All About Chronic Obstructive Pulmonary Disease (COPD) – What You Should Know

Chronic Obstructive Pulmonary Disease (COPD) is a medical condition that affects the lungs, leading to ongoing and worsening respiratory problems. If not treated, COPD can become highly disabling and even life-threatening. Let’s delve into the symptoms and recommended treatments!

Approximately 15 million individuals in the US are diagnosed with COPD, but it is estimated that an additional 15 million people may have COPD without a diagnosis. While there is no outright cure for COPD, numerous treatments exist to slow its progression and alleviate the severity of symptoms.

What Is COPD?

COPD is a condition that often involves one or more of the following diseases:

  • Emphysema: This condition results in damaged air sacs in the lungs, hindering the proper absorption of oxygen and leading to difficulties in oxygen flow into the blood. The damaged air sacs also cause the lungs to stretch, making exhaling challenging.
  • Chronic bronchitis: In this case, the cilia fibers in the bronchial tubes become damaged and destroyed, leading to shortness of breath and chronic coughing due to persistent mucus build-up in the lungs.
  • Refractory asthma: Also known as nonreversible asthma, this condition does not improve with conventional asthma medications

Causes and Risk Factors

The primary cause of COPD is exposure to pollution and toxins in the air. The most significant culprit is smoking and exposure to second-hand smoke. However, working or living in areas with high levels of air pollution, smoke, fumes, and other lung irritants also contribute to the development of COPD.

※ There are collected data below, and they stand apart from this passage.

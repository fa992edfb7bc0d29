//! Waypoint: route matching and filter-chain dispatch.
//!
//! Routes pair a `<name>`-placeholder pattern with a filter expression and a
//! handler or a mounted sub-router. Filters are named predicates that may
//! depend on one another, may be negated per use, and hand their values on to
//! the handler. The whole tree is resolved once by [`RouterBuilder::build`]
//! and then served read-only.

pub mod config;
pub mod dispatch;
pub mod error;
pub mod http;
pub mod observability;
pub mod routing;

pub use config::AppConfig;
pub use dispatch::{bind, from_fn, Handler, Reply, RequestContext, RequestSources};
pub use error::{BoxError, ConfigurationError, DispatchError};
pub use http::HttpServer;
pub use routing::{MatchOutcome, Router, RouterBuilder};
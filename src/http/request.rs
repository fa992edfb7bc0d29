//! Request translation into routing sources.
//!
//! # Responsibilities
//! - Build the server fields (`REQUEST_METHOD`, `REQUEST_URI`, `HTTP_*`, ...)
//! - Parse the query string and submitted form into string maps
//! - Enforce the body size limit before anything is parsed
//!
//! # Design Decisions
//! - Header names follow the CGI convention: `X-Requested-With` becomes
//!   `HTTP_X_REQUESTED_WITH`; repeated headers are joined with `, `
//! - Form and top-level JSON object bodies both feed the post source;
//!   anything else leaves it empty
//! - Repeated query or form keys: last one wins

use std::net::SocketAddr;

use axum::body::Body;
use axum::extract::ConnectInfo;
use axum::http::{header, HeaderMap, Request};
use serde_json::Value;
use thiserror::Error;

use crate::dispatch::{Map, RequestSources};

/// Header carrying the request correlation ID.
pub const X_REQUEST_ID: &str = "x-request-id";

#[derive(Debug, Error)]
pub enum RequestError {
    #[error("failed to read request body: {0}")]
    Body(#[source] axum::Error),
}

/// Consume a request and produce the raw sources the router reads.
pub async fn extract_sources(request: Request<Body>, max_body_bytes: usize) -> Result<RequestSources, RequestError> {
    let (parts, body) = request.into_parts();

    let mut server = Map::new();
    server.insert("REQUEST_METHOD".into(), parts.method.as_str().into());
    let request_uri = parts.uri.path_and_query().map_or("/", |pq| pq.as_str());
    server.insert("REQUEST_URI".into(), request_uri.into());
    server.insert("QUERY_STRING".into(), parts.uri.query().unwrap_or_default().into());
    server.insert("SERVER_PROTOCOL".into(), format!("{:?}", parts.version).into());
    if let Some(ConnectInfo(addr)) = parts.extensions.get::<ConnectInfo<SocketAddr>>() {
        server.insert("REMOTE_ADDR".into(), addr.ip().to_string().into());
    }
    server.extend(header_fields(&parts.headers));

    let query = parts.uri.query().map(parse_form).unwrap_or_default();

    let bytes = axum::body::to_bytes(body, max_body_bytes)
        .await
        .map_err(RequestError::Body)?;
    let content_type = parts
        .headers
        .get(header::CONTENT_TYPE)
        .and_then(|value| value.to_str().ok())
        .unwrap_or_default();
    let post = parse_body(content_type, &bytes);

    Ok(RequestSources { post, query, server })
}

/// `HTTP_*` fields, plus the CGI `CONTENT_TYPE` / `CONTENT_LENGTH`.
fn header_fields(headers: &HeaderMap) -> Map {
    let mut fields = Map::new();
    for name in headers.keys() {
        let joined = headers
            .get_all(name)
            .iter()
            .filter_map(|value| value.to_str().ok())
            .collect::<Vec<_>>()
            .join(", ");

        let key = name.as_str().to_ascii_uppercase().replace('-', "_");
        if key == "CONTENT_TYPE" || key == "CONTENT_LENGTH" {
            fields.insert(key.clone(), Value::String(joined.clone()));
        }
        fields.insert(format!("HTTP_{key}"), Value::String(joined));
    }
    fields
}

fn parse_form(input: &str) -> Map {
    url::form_urlencoded::parse(input.as_bytes())
        .map(|(key, value)| (key.into_owned(), Value::String(value.into_owned())))
        .collect()
}

fn parse_body(content_type: &str, bytes: &[u8]) -> Map {
    if bytes.is_empty() {
        return Map::new();
    }

    let mime = content_type.split(';').next().unwrap_or_default().trim();
    if mime.eq_ignore_ascii_case("application/x-www-form-urlencoded") {
        return url::form_urlencoded::parse(bytes)
            .map(|(key, value)| (key.into_owned(), Value::String(value.into_owned())))
            .collect();
    }
    if mime.eq_ignore_ascii_case("application/json") {
        match serde_json::from_slice::<Value>(bytes) {
            Ok(Value::Object(fields)) => return fields,
            Ok(_) => tracing::debug!("JSON body is not an object, post data left empty"),
            Err(e) => tracing::debug!(error = %e, "Malformed JSON body, post data left empty"),
        }
    }
    Map::new()
}
//! HTTP server setup and configuration.
//!
//! # Responsibilities
//! - Create the Axum router with a single fallback handler
//! - Wire up middleware (timeout, request ID, tracing)
//! - Translate each request into `RequestSources` and dispatch it
//! - Map the outcome to a response; failures never leak details to clients
//! - Bind server to listener and shut down gracefully

use std::net::SocketAddr;
use std::sync::Arc;
use std::time::Duration;

use axum::{
    body::Body,
    extract::State,
    http::Request,
    response::{IntoResponse, Response},
};
use tokio::net::TcpListener;
use tower_http::{
    request_id::{MakeRequestUuid, PropagateRequestIdLayer, SetRequestIdLayer},
    timeout::TimeoutLayer,
    trace::TraceLayer,
};

use crate::config::AppConfig;
use crate::http::request::{extract_sources, X_REQUEST_ID};
use crate::http::response;
use crate::routing::{MatchOutcome, Router};

/// Application state injected into the dispatch handler.
#[derive(Clone)]
pub struct AppState {
    pub router: Arc<Router>,
    pub max_body_bytes: usize,
}

/// HTTP front end for a built [`Router`].
pub struct HttpServer {
    app: axum::Router,
    config: AppConfig,
}

impl HttpServer {
    /// Create a new HTTP server serving `router`.
    pub fn new(config: AppConfig, router: Router) -> Self {
        let state = AppState {
            router: Arc::new(router),
            max_body_bytes: config.listener.max_body_bytes,
        };
        let app = Self::build_router(&config, state);
        Self { app, config }
    }

    /// Build the Axum router with all middleware layers.
    #[allow(deprecated)]
    fn build_router(config: &AppConfig, state: AppState) -> axum::Router {
        axum::Router::new()
            .fallback(dispatch_handler)
            .with_state(state)
            .layer(TimeoutLayer::new(Duration::from_secs(config.timeouts.request_secs)))
            .layer(PropagateRequestIdLayer::x_request_id())
            .layer(TraceLayer::new_for_http())
            .layer(SetRequestIdLayer::x_request_id(MakeRequestUuid))
    }

    /// The Axum app, for serving elsewhere or driving in tests.
    pub fn app(&self) -> axum::Router {
        self.app.clone()
    }

    /// Run the server, accepting connections on the given listener.
    pub async fn run(self, listener: TcpListener) -> Result<(), std::io::Error> {
        let addr = listener.local_addr()?;
        tracing::info!(address = %addr, "HTTP server starting");

        let app = self.app.into_make_service_with_connect_info::<SocketAddr>();
        axum::serve(listener, app)
            .with_graceful_shutdown(shutdown_signal())
            .await?;

        tracing::info!("HTTP server stopped");
        Ok(())
    }

    /// Get a reference to the config.
    pub fn config(&self) -> &AppConfig {
        &self.config
    }
}

/// Every request lands here; the routing core decides what it means.
async fn dispatch_handler(State(state): State<AppState>, request: Request<Body>) -> Response {
    let request_id = request
        .headers()
        .get(X_REQUEST_ID)
        .and_then(|v| v.to_str().ok())
        .unwrap_or("unknown")
        .to_string();

    let sources = match extract_sources(request, state.max_body_bytes).await {
        Ok(sources) => sources,
        Err(e) => {
            tracing::debug!(request_id = %request_id, error = %e, "Rejected request body");
            return response::bad_request("Unreadable request body");
        }
    };
    let path = sources.request_path().unwrap_or_else(|| "/".to_string());

    match state.router.dispatch(&path, &sources) {
        Ok(MatchOutcome::Matched(reply)) => reply.into_response(),
        Ok(MatchOutcome::NoMatch) => response::not_found(),
        Err(e) => {
            tracing::error!(request_id = %request_id, path = %path, error = %e, "Dispatch failed");
            response::internal_error()
        }
    }
}

/// Wait for shutdown signal (Ctrl+C).
async fn shutdown_signal() {
    match tokio::signal::ctrl_c().await {
        Ok(()) => tracing::info!("Shutdown signal received"),
        Err(e) => {
            tracing::error!(error = %e, "Failed to install Ctrl+C handler");
            std::future::pending::<()>().await;
        }
    }
}
//! HTTP transport adapter.
//!
//! # Data Flow
//! ```text
//! TCP connection
//!     → server.rs (Axum setup, middleware)
//!     → request.rs (server fields, query, form → RequestSources)
//!     → routing::Router::dispatch
//!     → response.rs (Reply → status, headers, body)
//!     → Send to client
//! ```

pub mod request;
pub mod response;
pub mod server;

pub use request::{extract_sources, RequestError, X_REQUEST_ID};
pub use server::{AppState, HttpServer};
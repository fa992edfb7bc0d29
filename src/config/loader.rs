//! Configuration loading from disk.

use std::fs;
use std::path::Path;

use crate::config::schema::AppConfig;
use crate::config::validation::{validate_config, ValidationError};

/// Error type for configuration loading.
#[derive(Debug)]
pub enum ConfigError {
    Io(std::io::Error),
    Parse(toml::de::Error),
    Validation(Vec<ValidationError>),
}

impl std::fmt::Display for ConfigError {
    fn fmt(&self, f: &mut std::fmt::Formatter<'_>) -> std::fmt::Result {
        match self {
            ConfigError::Io(e) => write!(f, "IO error: {}", e),
            ConfigError::Parse(e) => write!(f, "Parse error: {}", e),
            ConfigError::Validation(errors) => {
                write!(f, "Validation failed: ")?;
                for (i, err) in errors.iter().enumerate() {
                    if i > 0 {
                        write!(f, ", ")?;
                    }
                    write!(f, "{}", err)?;
                }
                Ok(())
            }
        }
    }
}

impl std::error::Error for ConfigError {
    fn source(&self) -> Option<&(dyn std::error::Error + 'static)> {
        match self {
            ConfigError::Io(e) => Some(e),
            ConfigError::Parse(e) => Some(e),
            ConfigError::Validation(_) => None,
        }
    }
}

/// Parse and validate configuration from TOML text.
pub fn parse_config(content: &str) -> Result<AppConfig, ConfigError> {
    let config: AppConfig = toml::from_str(content).map_err(ConfigError::Parse)?;
    validate_config(&config).map_err(ConfigError::Validation)?;
    Ok(config)
}

/// Load and validate configuration from a TOML file.
pub fn load_config(path: &Path) -> Result<AppConfig, ConfigError> {
    let content = fs::read_to_string(path).map_err(ConfigError::Io)?;
    parse_config(&content)
}

#[cfg(test)]
mod tests {
    use super::*;

    #[test]
    fn test_missing_file() {
        let err = load_config(Path::new("/nonexistent/waypoint.toml")).unwrap_err();
        assert!(matches!(err, ConfigError::Io(_)));
    }

    #[test]
    fn test_parse_error() {
        let err = parse_config("[listener\nbind_address = 1").unwrap_err();
        assert!(matches!(err, ConfigError::Parse(_)));
        assert!(err.to_string().starts_with("Parse error"));
    }

    #[test]
    fn test_validation_error_lists_all() {
        let err = parse_config("[timeouts]\nrequest_secs = 0\n[routing]\nbase_path = \"x\"\n").unwrap_err();
        match err {
            ConfigError::Validation(errors) => assert_eq!(errors.len(), 2),
            other => panic!("expected validation error, got {other}"),
        }
    }
}
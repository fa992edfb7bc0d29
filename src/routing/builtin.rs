//! Filters every router starts with.
//!
//! - `is:ajax`: `X-Requested-With: XMLHttpRequest`
//! - `is:get`, `is:post`: request method
//! - `is:put`, `is:delete`: request method, or `POST` with a `_method` override

use std::sync::Arc;

use serde_json::Value;

use crate::dispatch::{from_fn, Handler, RequestContext, RequestSources};
use crate::error::BoxError;

pub const IS_AJAX: &str = "is:ajax";
pub const IS_GET: &str = "is:get";
pub const IS_POST: &str = "is:post";
pub const IS_PUT: &str = "is:put";
pub const IS_DELETE: &str = "is:delete";

/// Built-in filters in registration order.
pub(crate) fn builtin_filters() -> Vec<(&'static str, Arc<dyn Handler<Value>>)> {
    vec![
        (IS_AJAX, predicate(|sources| sources.is_ajax())),
        (IS_GET, predicate(|sources| method_is(sources, "GET"))),
        (IS_POST, predicate(|sources| method_is(sources, "POST"))),
        (IS_PUT, predicate(|sources| method_or_override(sources, "PUT"))),
        (IS_DELETE, predicate(|sources| method_or_override(sources, "DELETE"))),
    ]
}

fn predicate(test: fn(&RequestSources) -> bool) -> Arc<dyn Handler<Value>> {
    Arc::new(from_fn(move |ctx: &RequestContext<'_>| -> Result<Value, BoxError> {
        Ok(Value::Bool(test(ctx.sources())))
    }))
}

fn method_is(sources: &RequestSources, method: &str) -> bool {
    sources.method().is_some_and(|m| m.eq_ignore_ascii_case(method))
}

fn method_or_override(sources: &RequestSources, method: &str) -> bool {
    method_is(sources, method)
        || (method_is(sources, "POST")
            && sources.method_override().is_some_and(|m| m.eq_ignore_ascii_case(method)))
}
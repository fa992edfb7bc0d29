//! Response helpers handed to handlers by name (`json`, `redirect`, `render`).

use serde::Serialize;
use serde_json::Value;

use crate::dispatch::Reply;
use crate::error::{BoxError, RenderError};

/// Template rendering collaborator.
///
/// The engine itself lives outside the router; a router (and every router
/// mounted below it) hands the configured instance to the `render` helper.
pub trait Renderer: Send + Sync {
    fn render(&self, template: &str, vars: &Value) -> Result<String, BoxError>;
}

/// Builds JSON replies.
#[derive(Debug, Clone, Copy, Default)]
pub struct JsonResponder;

impl JsonResponder {
    pub fn respond<T: Serialize + ?Sized>(&self, data: &T) -> serde_json::Result<Reply> {
        Ok(Reply::Json(serde_json::to_value(data)?))
    }
}

/// Builds redirect replies.
#[derive(Debug, Clone, Copy, Default)]
pub struct Redirector;

impl Redirector {
    pub fn to(&self, location: impl Into<String>) -> Reply {
        Reply::Redirect(location.into())
    }
}

/// Renders templates through the router's [`Renderer`], if any.
#[derive(Clone, Copy)]
pub struct RenderHelper<'a> {
    renderer: Option<&'a dyn Renderer>,
}

impl<'a> RenderHelper<'a> {
    pub fn new(renderer: Option<&'a dyn Renderer>) -> Self {
        Self { renderer }
    }

    pub fn render(&self, template: &str, vars: &Value) -> Result<String, RenderError> {
        let renderer = self.renderer.ok_or(RenderError::NoRenderer)?;
        renderer
            .render(template, vars)
            .map_err(|source| RenderError::Template {
                template: template.to_string(),
                source,
            })
    }
}

impl std::fmt::Debug for RenderHelper<'_> {
    fn fmt(&self, f: &mut std::fmt::Formatter<'_>) -> std::fmt::Result {
        f.debug_struct("RenderHelper")
            .field("configured", &self.renderer.is_some())
            .finish()
    }
}
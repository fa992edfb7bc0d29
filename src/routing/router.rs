//! Route table, build step and dispatch.
//!
//! # Responsibilities
//! - Collect routes, filters, store and renderer while the app is assembled
//! - Freeze the whole tree (mounted routers included) into an immutable `Router`
//! - Dispatch a path: match, guard, then invoke or recurse into a mount
//!
//! # Design Decisions
//! - Registration order is the only priority; first route to fully succeed wins
//! - A mount that finds nothing is just a failed candidate: matching continues
//! - Store and filters inherit downward; a child's own entries shadow its ancestors'
//! - Params and filter results are cloned per attempt, so a rejected route
//!   leaves nothing behind for the next one
//! - Explicit NoMatch rather than an error

use std::fmt;
use std::sync::Arc;
use std::time::Instant;

use serde_json::Value;

use crate::dispatch::{FilterResults, Handler, Map, Renderer, Reply, RequestSources, Scope};
use crate::error::{ConfigurationError, DispatchError};
use crate::observability::metrics;
use crate::routing::builtin::{IS_AJAX, IS_DELETE, IS_GET, IS_POST, IS_PUT};
use crate::routing::chain::FilterChain;
use crate::routing::filter::{FilterRegistry, FilterSet};
use crate::routing::pattern::{normalize_base_path, PathPattern};

/// Result of a dispatch.
#[derive(Debug, Clone, PartialEq)]
pub enum MatchOutcome {
    /// A handler ran and produced this reply.
    Matched(Reply),
    /// Nothing matched; the transport answers "not found".
    NoMatch,
}

impl MatchOutcome {
    pub fn is_matched(&self) -> bool {
        matches!(self, MatchOutcome::Matched(_))
    }

    pub fn into_reply(self) -> Option<Reply> {
        match self {
            MatchOutcome::Matched(reply) => Some(reply),
            MatchOutcome::NoMatch => None,
        }
    }
}

enum PendingTarget {
    Handler(Arc<dyn Handler<Reply>>),
    Mount(RouterBuilder),
}

struct PendingRoute {
    pattern: PathPattern,
    expression: String,
    target: PendingTarget,
}

/// Assembles a router. Nothing is served until [`RouterBuilder::build`].
pub struct RouterBuilder {
    base_path: String,
    store: Map,
    renderer: Option<Arc<dyn Renderer>>,
    filters: FilterRegistry,
    routes: Vec<PendingRoute>,
}

impl RouterBuilder {
    /// Routes are relative to `base_path` (`/app` serves `/app/...`).
    pub fn new(base_path: &str) -> Self {
        Self {
            base_path: normalize_base_path(base_path),
            store: Map::new(),
            renderer: None,
            filters: FilterRegistry::with_builtins(),
            routes: Vec::new(),
        }
    }

    /// Replace the shared store.
    pub fn with_store(mut self, store: Map) -> Self {
        self.store = store;
        self
    }

    pub fn store(&mut self, key: impl Into<String>, value: impl Into<Value>) -> &mut Self {
        self.store.insert(key.into(), value.into());
        self
    }

    pub fn renderer(&mut self, renderer: impl Renderer + 'static) -> &mut Self {
        self.renderer = Some(Arc::new(renderer));
        self
    }

    pub fn base_path(&self) -> &str {
        &self.base_path
    }

    /// Register a filter. `depends_on` names (optionally `!`-prefixed) run first.
    pub fn register_filter<H>(&mut self, name: &str, depends_on: &[&str], predicate: H) -> Result<&mut Self, ConfigurationError>
    where
        H: Handler<Value> + 'static,
    {
        self.filters.register(name, depends_on, predicate)?;
        Ok(self)
    }

    /// Route matching any method.
    pub fn route<H>(&mut self, pattern: &str, filters: &str, handler: H) -> Result<&mut Self, ConfigurationError>
    where
        H: Handler<Reply> + 'static,
    {
        self.push(pattern, filters.to_string(), PendingTarget::Handler(Arc::new(handler)))
    }

    pub fn get<H>(&mut self, pattern: &str, filters: &str, handler: H) -> Result<&mut Self, ConfigurationError>
    where
        H: Handler<Reply> + 'static,
    {
        self.push(pattern, with_builtin(IS_GET, filters), PendingTarget::Handler(Arc::new(handler)))
    }

    pub fn post<H>(&mut self, pattern: &str, filters: &str, handler: H) -> Result<&mut Self, ConfigurationError>
    where
        H: Handler<Reply> + 'static,
    {
        self.push(pattern, with_builtin(IS_POST, filters), PendingTarget::Handler(Arc::new(handler)))
    }

    pub fn put<H>(&mut self, pattern: &str, filters: &str, handler: H) -> Result<&mut Self, ConfigurationError>
    where
        H: Handler<Reply> + 'static,
    {
        self.push(pattern, with_builtin(IS_PUT, filters), PendingTarget::Handler(Arc::new(handler)))
    }

    pub fn delete<H>(&mut self, pattern: &str, filters: &str, handler: H) -> Result<&mut Self, ConfigurationError>
    where
        H: Handler<Reply> + 'static,
    {
        self.push(pattern, with_builtin(IS_DELETE, filters), PendingTarget::Handler(Arc::new(handler)))
    }

    pub fn ajax<H>(&mut self, pattern: &str, filters: &str, handler: H) -> Result<&mut Self, ConfigurationError>
    where
        H: Handler<Reply> + 'static,
    {
        self.push(pattern, with_builtin(IS_AJAX, filters), PendingTarget::Handler(Arc::new(handler)))
    }

    /// Mount `app` under `pattern`; it receives the path with the prefix replaced by `/`.
    pub fn mount(&mut self, pattern: &str, filters: &str, app: RouterBuilder) -> Result<&mut Self, ConfigurationError> {
        self.push(pattern, filters.to_string(), PendingTarget::Mount(app))
    }

    fn push(&mut self, pattern: &str, expression: String, target: PendingTarget) -> Result<&mut Self, ConfigurationError> {
        let full = format!("{}{}", self.base_path, pattern.trim().trim_start_matches('/'));
        let pattern = PathPattern::compile(&full, matches!(target, PendingTarget::Mount(_)))?;
        self.routes.push(PendingRoute {
            pattern,
            expression,
            target,
        });
        Ok(self)
    }

    /// Resolve every filter expression in the tree and freeze it.
    pub fn build(self) -> Result<Router, ConfigurationError> {
        let root = Inherited::default();
        let router = self.build_within(&root)?;
        tracing::debug!(routes = router.routes.len(), "Router built");
        Ok(router)
    }

    fn build_within(self, parent: &Inherited) -> Result<Router, ConfigurationError> {
        let RouterBuilder {
            base_path: _,
            mut store,
            renderer,
            filters,
            routes: pending,
        } = self;

        for (key, value) in &parent.store {
            store.entry(key.clone()).or_insert_with(|| value.clone());
        }
        let scope = Inherited {
            filters: filters.resolve(&parent.filters)?,
            store,
            renderer: renderer.or_else(|| parent.renderer.clone()),
        };

        let mut routes = Vec::with_capacity(pending.len());
        for route in pending {
            let chain = FilterChain::resolve(&route.expression, &scope.filters)?;
            let target = match route.target {
                PendingTarget::Handler(handler) => Target::Handler(handler),
                PendingTarget::Mount(app) => Target::Mount(app.build_within(&scope)?),
            };
            routes.push(Route {
                pattern: route.pattern,
                chain,
                target,
            });
        }

        Ok(Router {
            routes,
            store: scope.store,
            renderer: scope.renderer,
        })
    }
}

impl Default for RouterBuilder {
    fn default() -> Self {
        Self::new("/")
    }
}

impl fmt::Debug for RouterBuilder {
    fn fmt(&self, f: &mut fmt::Formatter<'_>) -> fmt::Result {
        f.debug_struct("RouterBuilder")
            .field("base_path", &self.base_path)
            .field("filters", &self.filters)
            .field("routes", &self.routes.len())
            .finish_non_exhaustive()
    }
}

fn with_builtin(builtin: &str, filters: &str) -> String {
    format!("{builtin} {filters}").trim().to_string()
}

/// What a router passes down to the routers mounted on it.
#[derive(Default)]
struct Inherited {
    filters: FilterSet,
    store: Map,
    renderer: Option<Arc<dyn Renderer>>,
}

enum Target {
    Handler(Arc<dyn Handler<Reply>>),
    Mount(Router),
}

struct Route {
    pattern: PathPattern,
    chain: FilterChain,
    target: Target,
}

/// Immutable routing tree. Cheap to share behind an `Arc` across requests.
pub struct Router {
    routes: Vec<Route>,
    store: Map,
    renderer: Option<Arc<dyn Renderer>>,
}

impl Router {
    /// Dispatch `path` with the request's raw sources.
    pub fn dispatch(&self, path: &str, sources: &RequestSources) -> Result<MatchOutcome, DispatchError> {
        let start = Instant::now();
        let outcome = self.run(path, sources, &Map::new(), &FilterResults::default());

        let label = match &outcome {
            Ok(MatchOutcome::Matched(_)) => "matched",
            Ok(MatchOutcome::NoMatch) => {
                tracing::debug!(path = %path, "No route matched");
                "no_match"
            }
            Err(_) => "error",
        };
        metrics::record_dispatch(label, start);
        outcome
    }

    /// Effective shared store of this router (own entries over inherited ones).
    pub fn store(&self) -> &Map {
        &self.store
    }

    pub fn len(&self) -> usize {
        self.routes.len()
    }

    pub fn is_empty(&self) -> bool {
        self.routes.is_empty()
    }

    fn run(
        &self,
        path: &str,
        sources: &RequestSources,
        inherited: &Map,
        results: &FilterResults,
    ) -> Result<MatchOutcome, DispatchError> {
        for route in &self.routes {
            let Some(matched) = route.pattern.matches(path) else {
                continue;
            };

            let mut params = inherited.clone();
            params.extend(matched.params);

            let scope = Scope {
                sources,
                params: &params,
                store: &self.store,
                renderer: self.renderer.as_deref(),
            };
            let mut attempt = results.clone();
            if !route.chain.evaluate(&scope, &mut attempt)? {
                continue;
            }

            match &route.target {
                Target::Mount(app) => {
                    let remainder = matched.remainder.as_deref().unwrap_or("/");
                    match app.run(remainder, sources, &params, &attempt)? {
                        MatchOutcome::NoMatch => {
                            tracing::debug!(
                                mount = %route.pattern,
                                remainder = %remainder,
                                "Mounted router found no route, continuing"
                            );
                        }
                        outcome => return Ok(outcome),
                    }
                }
                Target::Handler(handler) => {
                    tracing::debug!(route = %route.pattern, path = %path, "Route matched");
                    let reply = scope
                        .invoke(handler.as_ref(), &attempt)
                        .map_err(|source| DispatchError::Handler {
                            route: route.pattern.to_string(),
                            source,
                        })?;
                    return Ok(MatchOutcome::Matched(reply));
                }
            }
        }

        Ok(MatchOutcome::NoMatch)
    }
}

impl fmt::Debug for Router {
    fn fmt(&self, f: &mut fmt::Formatter<'_>) -> fmt::Result {
        let mut list = f.debug_list();
        for route in &self.routes {
            match &route.target {
                Target::Handler(_) => list.entry(&format_args!("{} [{}]", route.pattern, route.chain.expression())),
                Target::Mount(app) => list.entry(&format_args!(
                    "{} [{}] => {:?}",
                    route.pattern,
                    route.chain.expression(),
                    app
                )),
            };
        }
        list.finish()
    }
}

Risk factors for COPD include:

  • A history of asthma and respiratory allergies.
  • A history of lung infections or pneumonia.
  • Being over 40 years of age and overweight


Early-stage symptoms of COPD may include recurring and bothersome coughing, mild to moderate shortness of breath, and chest tightness.

In the mid-stage, symptoms may progress to include the presence and coughing up of lots of mucus, more chronic coughing, frequent colds and flu, and worsening shortness of breath.

In the later stage, symptoms become more severe, with frequent struggles for breath, constant coughing, lack of energy, weight loss, swollen legs or ankles, and a bluish tint to the fingernails.


Self-help treatments primarily focus on stopping smoking and avoiding exposure to smoke, air pollution, allergens, and other lung irritants. Maintaining a healthy weight, engaging in regular physical activity, and following a non-inflammatory diet are also beneficial.

Medical treatments for COPD include:

  • Inhalers to open airways and reduce lung inflammation.
  • Oral steroids to alleviate bronchial inflammation.
  • Certain antibiotics to prevent bacterial infections, particularly pneumonia.
  • Flu and pneumonia vaccines to protect against infections.
  • The use of supplemental oxygen in advanced cases.
  • Surgical procedures may be considered for severe cases of COPD.

COPD Can Be a Catalyst For Other Health Problems

COPD makes individuals more susceptible to other respiratory diseases, including lung cancer. Moreover, it raises the risk of complications from viruses, colds, flu, pneumonia, and other respiratory infections. Additionally, COPD may increase the likelihood of developing diabetes, pulmonary hypertension, and heart disease.